Prompt -> Check each line of the listing, and copy it if it contains the word "Console".

Materials provided ->
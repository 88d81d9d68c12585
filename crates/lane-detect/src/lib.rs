//! Lane detection for a forward-facing camera.
//!
//! Each frame is stretched to the model input size, scored by a segmentation
//! model, thresholded into a lane mask and painted as a green overlay. The
//! mask rows just ahead of the vehicle give a weighted lane center; its offset
//! from the frame center decides whether the vehicle is centered or drifting.
//!
//! ```no_run
//! use lane_detect::{Direction, DisplaySink, LaneConfig, LanePipeline};
//! use lane_image::PixelGrid;
//!
//! struct Console;
//!
//! impl DisplaySink for Console {
//!     fn show_overlay(&mut self, _overlay: &PixelGrid) {}
//!     fn show_direction(&mut self, direction: Direction) {
//!         println!("{}", direction.label());
//!     }
//! }
//!
//! # #[cfg(feature = "onnx")]
//! # fn main() -> Result<(), lane_detect::LaneError> {
//! let backend = lane_infer::OnnxBackend::cpu();
//! let config = LaneConfig::default().with_model_path("models/lane.onnx");
//! let mut pipeline = LanePipeline::from_config(&backend, config)?;
//! let frame = PixelGrid::filled(640, 480, &[0, 0, 0])?;
//! pipeline.process_frame(&frame, &mut Console);
//! # Ok(())
//! # }
//! # #[cfg(not(feature = "onnx"))]
//! # fn main() {}
//! ```

pub mod config;
pub mod error;
pub mod ingest;
pub mod offset;
pub mod pipeline;
pub mod render;
pub mod segment;
pub mod throttle;
pub mod types;
pub mod worker;

pub use config::LaneConfig;
pub use error::LaneError;
pub use ingest::{INPUT_HEIGHT, INPUT_WIDTH, ingest, to_tensor};
pub use offset::{
    DEADBAND, OVERLAY_GREEN_THRESHOLD, classify, estimate, estimate_with_deadband,
    mask_from_overlay, scan_band,
};
pub use pipeline::{DisplaySink, FrameReport, LanePipeline};
pub use render::{CLEAR_RGBA, DEFAULT_THRESHOLD, LANE_RGBA, overlay, render, threshold_mask};
pub use segment::{Segmentation, SessionSegmenter, input_shape, output_shape};
pub use throttle::LabelThrottle;
pub use types::{BinaryMask, Direction, OffsetResult, ProbabilityGrid};
pub use worker::LaneWorker;
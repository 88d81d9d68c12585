//! Camera-native pixel layouts to packed RGB.

use crate::{ImageError, PixelGrid};

// BT.601 YUV-to-RGB conversion for a single pixel (fixed-point, shift 8)
pub(crate) fn yuv_to_rgb(y: u8, u: u8, v: u8) -> [u8; 3] {
    let y = y as i32;
    let u = u as i32 - 128;
    let v = v as i32 - 128;
    let r = (y + ((359 * v) >> 8)).clamp(0, 255) as u8;
    let g = (y - ((88 * u + 183 * v) >> 8)).clamp(0, 255) as u8;
    let b = (y + ((454 * u) >> 8)).clamp(0, 255) as u8;
    [r, g, b]
}

fn check_len(format: &str, data: &[u8], expected: usize) -> Result<(), ImageError> {
    if data.len() < expected {
        return Err(ImageError::Decode(format!(
            "{format} buffer too short: expected {expected} bytes, got {}",
            data.len()
        )));
    }
    Ok(())
}

/// Converts an NV21 frame (Android camera default) to RGB.
///
/// Layout: a full-resolution Y plane followed by one interleaved `V, U` plane
/// at half resolution in both directions (rounded up for odd sizes).
pub fn nv21_to_rgb(data: &[u8], width: usize, height: usize) -> Result<PixelGrid, ImageError> {
    if width == 0 || height == 0 {
        return Err(ImageError::InvalidDimensions { width, height });
    }
    let y_len = width * height;
    let chroma_w = width.div_ceil(2);
    let chroma_h = height.div_ceil(2);
    check_len("NV21", data, y_len + chroma_w * chroma_h * 2)?;

    let (y_plane, vu_plane) = data.split_at(y_len);
    let mut rgb = Vec::with_capacity(y_len * 3);
    for row in 0..height {
        let vu_row = (row / 2) * chroma_w * 2;
        for col in 0..width {
            let vu = vu_row + (col / 2) * 2;
            let luma = y_plane[row * width + col];
            rgb.extend_from_slice(&yuv_to_rgb(luma, vu_plane[vu + 1], vu_plane[vu]));
        }
    }
    PixelGrid::new(width, height, 3, rgb)
}

/// Converts packed YUYV 4:2:2 (`Y0 U Y1 V`) to RGB. Width must be even.
pub fn yuyv_to_rgb(data: &[u8], width: usize, height: usize) -> Result<PixelGrid, ImageError> {
    if width == 0 || height == 0 || width % 2 != 0 {
        return Err(ImageError::InvalidDimensions { width, height });
    }
    let expected = width * height * 2;
    check_len("YUYV", data, expected)?;

    let mut rgb = Vec::with_capacity(width * height * 3);
    for chunk in data[..expected].chunks_exact(4) {
        rgb.extend_from_slice(&yuv_to_rgb(chunk[0], chunk[1], chunk[3]));
        rgb.extend_from_slice(&yuv_to_rgb(chunk[2], chunk[1], chunk[3]));
    }
    PixelGrid::new(width, height, 3, rgb)
}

Result of the exercise ->
//! struct Console;
//! impl DisplaySink for Console {
//! pipeline.process_frame(&frame, &mut Console);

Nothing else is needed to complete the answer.